The plugin is intentionally scoped to erxes. It should not fall back to generic CRM schemas, invented REST endpoints, or guessed GraphQL operations when an erxes lookup fails.

What It Supports

  • Core erxes workflows: contacts, products, tags, documents, brands, automations, organization structure, and team members.
  • Block plugin workflows: projects, buildings, floor zonings, units, unit types, opportunities, statuses, payment plans, contracts, offers, invoices, documents, attachments, notes, and developer profile.
  • Operation plugin workflows: projects, tasks, triage, teams, statuses, cycles, milestones, notes, activities, and templates.
  • Safe read/list/search/group actions.
  • Guarded write actions that require enough fields and confirmation for risky mutations.

Required Configuration

The plugin requires these values when installed or used:

ERXES_BASE_URL=https://<subdomain>.next.erxes.io/gateway
ERXES_CLIENT_ID=<confidential-oauth-client-id>
ERXES_CLIENT_SECRET=<confidential-oauth-client-secret>

For local development, ERXES_BASE_URL can also point to a local gateway, for example:

ERXES_BASE_URL=http://localhost:4000

Authentication

Use the login helper:

ERXES_BASE_URL=<url> ERXES_CLIENT_ID=<client-id> ERXES_CLIENT_SECRET=<client-secret> bash scripts/login.sh

The helper opens the browser for approval and prints the session JSON to stdout. Do not commit tokens, .env files, raw session JSON, auth headers, cookies, or secrets.

If an access token expires during a task, refresh it with:

ERXES_BASE_URL=<url> ERXES_CLIENT_ID=<client-id> ERXES_CLIENT_SECRET=<client-secret> ERXES_REFRESH_TOKEN=<refresh-token> bash scripts/refresh-token.sh

Plugin Files

  • plugin.json - agent plugin manifest.
  • instructions.md - main agent behavior and safety rules.
  • erxes-app-token-auth.md - confidential OAuth reference.
  • erxes-graphql-api.md - core erxes GraphQL operation reference.
  • block-api.md - block plugin workflows and exact GraphQL operations.
  • operation-api.md - operation plugin workflows and exact GraphQL operations.
  • scripts/login.sh - browser login helper.
  • scripts/refresh-token.sh - token refresh helper.
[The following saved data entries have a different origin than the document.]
//! Establishing sessions: interactive login and reconnecting stored
//! records.

use std::sync::Arc;

use tracing::{debug, info, warn};

use crate::auth::normalize_address;
use crate::error::LoginError;
use crate::manager::shared::Shared;
use crate::models::{Capabilities, ConnectionState, ServerRecord};

use super::ClientHandle;

/// Authenticate a stored record and register it as a live session.
///
/// Updates `record.connected` (and the matching entry in the manager's
/// list) with the outcome. A failed attempt is not retried here; retries
/// are driven by disconnect events.
pub(crate) async fn connect(shared: &Arc<Shared>, record: &mut ServerRecord) -> bool {
    if shared.is_stopping() {
        return false;
    }

    let client = match shared.factory.build_client() {
        Ok(client) => client,
        Err(e) => {
            warn!("Could not build a client for {}: {}", record.address, e);
            mark(shared, record, false).await;
            return false;
        }
    };

    let state = match client.authenticate(record).await {
        Ok(state) => state,
        Err(e) => {
            warn!("Authentication against {} failed: {}", record.address, e);
            ConnectionState::Unavailable
        }
    };

    if state != ConnectionState::SignedIn {
        debug!("{} is not signed in ({:?})", record.display_name(), state);
        mark(shared, record, false).await;
        return false;
    }

    let events = match client.start().await {
        Ok(events) => events,
        Err(e) => {
            warn!("Could not open event stream for {}: {}", record.address, e);
            client.stop();
            mark(shared, record, false).await;
            return false;
        }
    };

    if let Err(e) = client.post_capabilities(&Capabilities::announcement()).await {
        warn!("Failed to announce capabilities to {}: {}", record.address, e);
    }

    mark(shared, record, true).await;
    if !shared.register(record, client, events).await {
        mark(shared, record, false).await;
        return false;
    }

    info!("Connected to {}", record.display_name());
    true
}

async fn mark(shared: &Shared, record: &mut ServerRecord, connected: bool) {
    record.connected = connected;
    shared.set_connected(&record.uuid, connected).await;
}

/// Log in with username and password and add the server.
///
/// With `force_unique` the record takes the server's own id as its uuid, so
/// repeated logins to one server collapse onto one record; if that server
/// already has a live session its handle is returned untouched. Without it
/// every login gets a fresh uuid and its own record.
///
/// Persisted state only changes once the server accepted the login. What
/// gets saved is the list as it stands after the connect attempt, so a
/// session that already dropped is saved as disconnected.
pub(crate) async fn login(
    shared: &Arc<Shared>,
    address: &str,
    username: &str,
    password: &str,
    force_unique: bool,
) -> Result<ClientHandle, LoginError> {
    if shared.is_stopping() {
        return Err(LoginError::Stopping);
    }

    let address = normalize_address(address)?;
    let client = shared.factory.build_client()?;
    let credentials = client.login(&address, username, password).await?;

    let uuid = if force_unique {
        credentials.server_id.clone()
    } else {
        uuid::Uuid::new_v4().to_string()
    };

    if force_unique {
        if let Some(existing) = shared.session_handle(&uuid).await {
            debug!("Already connected to server {}, reusing session", uuid);
            return Ok(existing);
        }
    }

    // The record must be listed before the session goes live: a listener
    // that sees an immediate disconnect looks it up to recover.
    let mut record = ServerRecord::from_credentials(uuid.clone(), username, credentials);
    shared.insert_record(record.clone()).await;
    if !connect(shared, &mut record).await {
        warn!(
            "Logged in to {} but could not open a session; it will be retried on next start",
            record.address
        );
    }
    shared.save_records().await?;

    let handle = match shared.session_handle(&uuid).await {
        Some(handle) => handle,
        None => ClientHandle::new(uuid, client),
    };
    Ok(handle)
}
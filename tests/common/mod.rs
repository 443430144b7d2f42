//! Common test utilities for integration tests.
//!
//! # Example
//!
//! ```ignore
//! let harness = TestHarness::builder().with_user("alice", "secret").build();
//! harness.manager.login("media.local", "alice", "secret", false).await?;
//! ```

#![allow(dead_code)]

pub mod mocks;

pub use mocks::*;

use std::sync::Arc;
use std::time::Duration;

use tokio::sync::broadcast;

use themefinder::manager::ClientManager;
use themefinder::models::ServerRecord;
use themefinder::session::{ManagerEvent, SessionEvent};
use themefinder::startup::ManagerConfig;

/// A manager wired to mocks, with handles on every mock.
pub struct TestHarness {
    pub backend: MockBackend,
    pub factory: Arc<MockClientFactory>,
    pub store: InMemoryCredentialStore,
    pub manager: ClientManager,
}

impl TestHarness {
    pub fn builder() -> TestHarnessBuilder {
        TestHarnessBuilder::default()
    }
}

#[derive(Default)]
pub struct TestHarnessBuilder {
    config: ManagerConfig,
    users: Vec<(String, String)>,
    records: Vec<ServerRecord>,
    backend: Option<MockBackend>,
}

impl TestHarnessBuilder {
    pub fn with_config(mut self, config: ManagerConfig) -> Self {
        self.config = config;
        self
    }

    pub fn with_user(mut self, username: &str, password: &str) -> Self {
        self.users.push((username.to_string(), password.to_string()));
        self
    }

    /// Seed the credential store.
    pub fn with_records(mut self, records: Vec<ServerRecord>) -> Self {
        self.records = records;
        self
    }

    pub fn with_backend(mut self, backend: MockBackend) -> Self {
        self.backend = Some(backend);
        self
    }

    pub fn build(self) -> TestHarness {
        let backend = self.backend.unwrap_or_default();
        for (username, password) in &self.users {
            backend.add_user(username, password);
        }
        let factory = Arc::new(MockClientFactory::new(backend.clone()));
        let store = InMemoryCredentialStore::with_records(self.records);
        let manager = ClientManager::new(self.config, factory.clone(), Arc::new(store.clone()));
        TestHarness {
            backend,
            factory,
            store,
            manager,
        }
    }
}

/// Wait for the next event matching `kind`, skipping others.
pub async fn next_event(
    events: &mut broadcast::Receiver<ManagerEvent>,
    kind: &SessionEvent,
) -> ManagerEvent {
    tokio::time::timeout(Duration::from_secs(3600), async {
        loop {
            let event = events.recv().await.expect("event channel closed");
            if &event.kind == kind {
                return event;
            }
        }
    })
    .await
    .expect("timed out waiting for event")
}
Updating the Plugin on Clawhub

After editing plugin files:

  1. Confirm the plugin docs and manifests are valid.

    node -e "for (const f of ['plugin.json','_meta.json']) JSON.parse(require('fs').readFileSync(f,'utf8')); console.log('json ok')"
    
  2. Review the changed files, then commit and push only the intended plugin updates.

    git status --short
    git add agent-plugin/erxes-next/README.md agent-plugin/erxes-next/instructions.md agent-plugin/erxes-next/erxes-graphql-api.md agent-plugin/erxes-next/block-api.md agent-plugin/erxes-next/operation-api.md
    git commit -m "docs: update erxes next plugin"
    git push origin main
    
  3. In Clawhub, open the erxes-next-plugin plugin page.

  4. Use the Clawhub update or publish action for the existing plugin slug:

    erxes-next-plugin
    
  5. Verify the installed plugin version or updated contents in a fresh Clawhub agent chat.

  6. Test a read-only GraphQL workflow first, then test any write workflow only with explicit confirmation and known record IDs.

Safety Rules

  • Never invent record IDs, statuses, users, teams, dates, prices, or permissions.
  • Search first when the user provides a name instead of an _id.
  • Ask for missing required fields before write mutations.
  • Ask for explicit confirmation before delete, remove, deactivate, publish, unpublish, transfer, convert, or end actions.
  • Never expose access tokens, refresh tokens, raw session JSON, auth headers, API keys, cookies, or .env values.